Phonorama, le site dédié aux phonographes à cylindres

Phonorama, le site dédié aux phonographes à cylindres
Phonographes à feuille d’étain [Page 3/4]


Après la faillite d'Urbain Marie Fondain en 1881, c'est Eugène Ducretet, le constructeur d'appareils scientifiques de renom, qui a repris la fabrication des phonographes de son confrère.
Ce tinfoil Ducretet s'apparente naturellement à celui de Fondain. Les deux appareils se différencient par quelques détails de construction. On reconnait d'emblée le premier grâce aux trois vis moletées en laiton serrant le diaphragme sur le reproducteur, alors qu'il s'agit de vis ordinaires sur le second. Par ailleurs, on observe que les montants supportant l'axe sont droits sur les Ducretet, contrairement à ceux des Fondain qui sont  légèrement courbés.

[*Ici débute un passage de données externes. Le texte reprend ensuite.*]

use std::fmt;
use std::ptr::NonNull;

/// Huge page size constants.
#[allow(dead_code)]
pub(crate) const PAGE_SIZE_2MB: usize = 2 * 1024 * 1024;
#[allow(dead_code)]
pub(crate) const PAGE_SIZE_1GB: usize = 1024 * 1024 * 1024;

#[derive(Debug)]
pub enum VmError {
    ReservationFailed(std::io::Error),
    CommitFailed(std::io::Error),
    DecommitFailed(std::io::Error),
    ReleaseFailed(std::io::Error),
    InitializationFailed(String),
}

impl fmt::Display for VmError {
    fn fmt(&self, f: &mut fmt::Formatter<'_>) -> fmt::Result {
        match self {
            VmError::ReservationFailed(e) => write!(f, "VM reservation failed: {e}"),
            VmError::CommitFailed(e) => write!(f, "VM commit failed: {e}"),
            VmError::DecommitFailed(e) => write!(f, "VM decommit failed: {e}"),
            VmError::ReleaseFailed(e) => write!(f, "VM release failed: {e}"),
            VmError::InitializationFailed(msg) => write!(f, "VM initialization failed: {msg}"),
        }
    }
}

impl std::error::Error for VmError {
    fn source(&self) -> Option<&(dyn std::error::Error + 'static)> {
        match self {
            VmError::ReservationFailed(e)
            | VmError::CommitFailed(e)
            | VmError::DecommitFailed(e)
            | VmError::ReleaseFailed(e) => Some(e),
            VmError::InitializationFailed(_) => None,
        }
    }
}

La marque E. Ducretet et Cie à Paris figure en creux sur la partie supérieure du cornet, le nom du constructeur apparait aussi en relief sous la base.
Dans ses publicités Eugène Ducretet mentionne sa médaille d'or obtenue lors de l'exposition universelle de 1878 à Paris.  La notoriété  de son atelier de construction d’instruments de précision pour les sciences et l’industrie dépassera largement les frontières françaises, il obtiendra d'autres médailles d'or à l'étranger.
 


Ce second phonographe Ducretet ne diffère du précédent que par son volant régulateur. Il porte de même des marques identiques sur le cornet  et sous la base.
Sa couleur bronze caractéristique provient de la peinture à base d'oxyde de plomb utilisée durant cette période pour la protection des appareils scientifiques contre la corrosion des métaux.
L'atelier Ducretet a construit plusieurs séries de phonographes à feuille d'étain jusqu'en 1890, notamment pour les cabinets de physique ou les Ecoles supérieures. Ses appareils portaient alors la marque Ducretet-Lejeune.

 

En 1879, le professeur D. Vital donne des conférences suivies de démonstrations durant lesquelles il fait la promotion de ce phonographe-jouet en bois pourvu d'un mandrin en plâtre de couleur sang de bœuf. Sur la base figure la mention Breveté S.G.D.G. indiquant qu'il a fait l'objet d'un dépôt de brevet.
La construction de ce petit phonographe avec des matériaux bon marché lui permet de le proposer au prix de 10 Francs et de concurrencer ainsi les modèle en métal coûtant dix fois plus cher.
Dans un livret intitulé Guide du phonographiste qu'il publie la même année, le professeur propose aussi deux autres phonographes à feuille d'étain, dont un géant, en cours de construction, doté d'un mandrin de 65 cm de diamètre et de 50 cm de longueur.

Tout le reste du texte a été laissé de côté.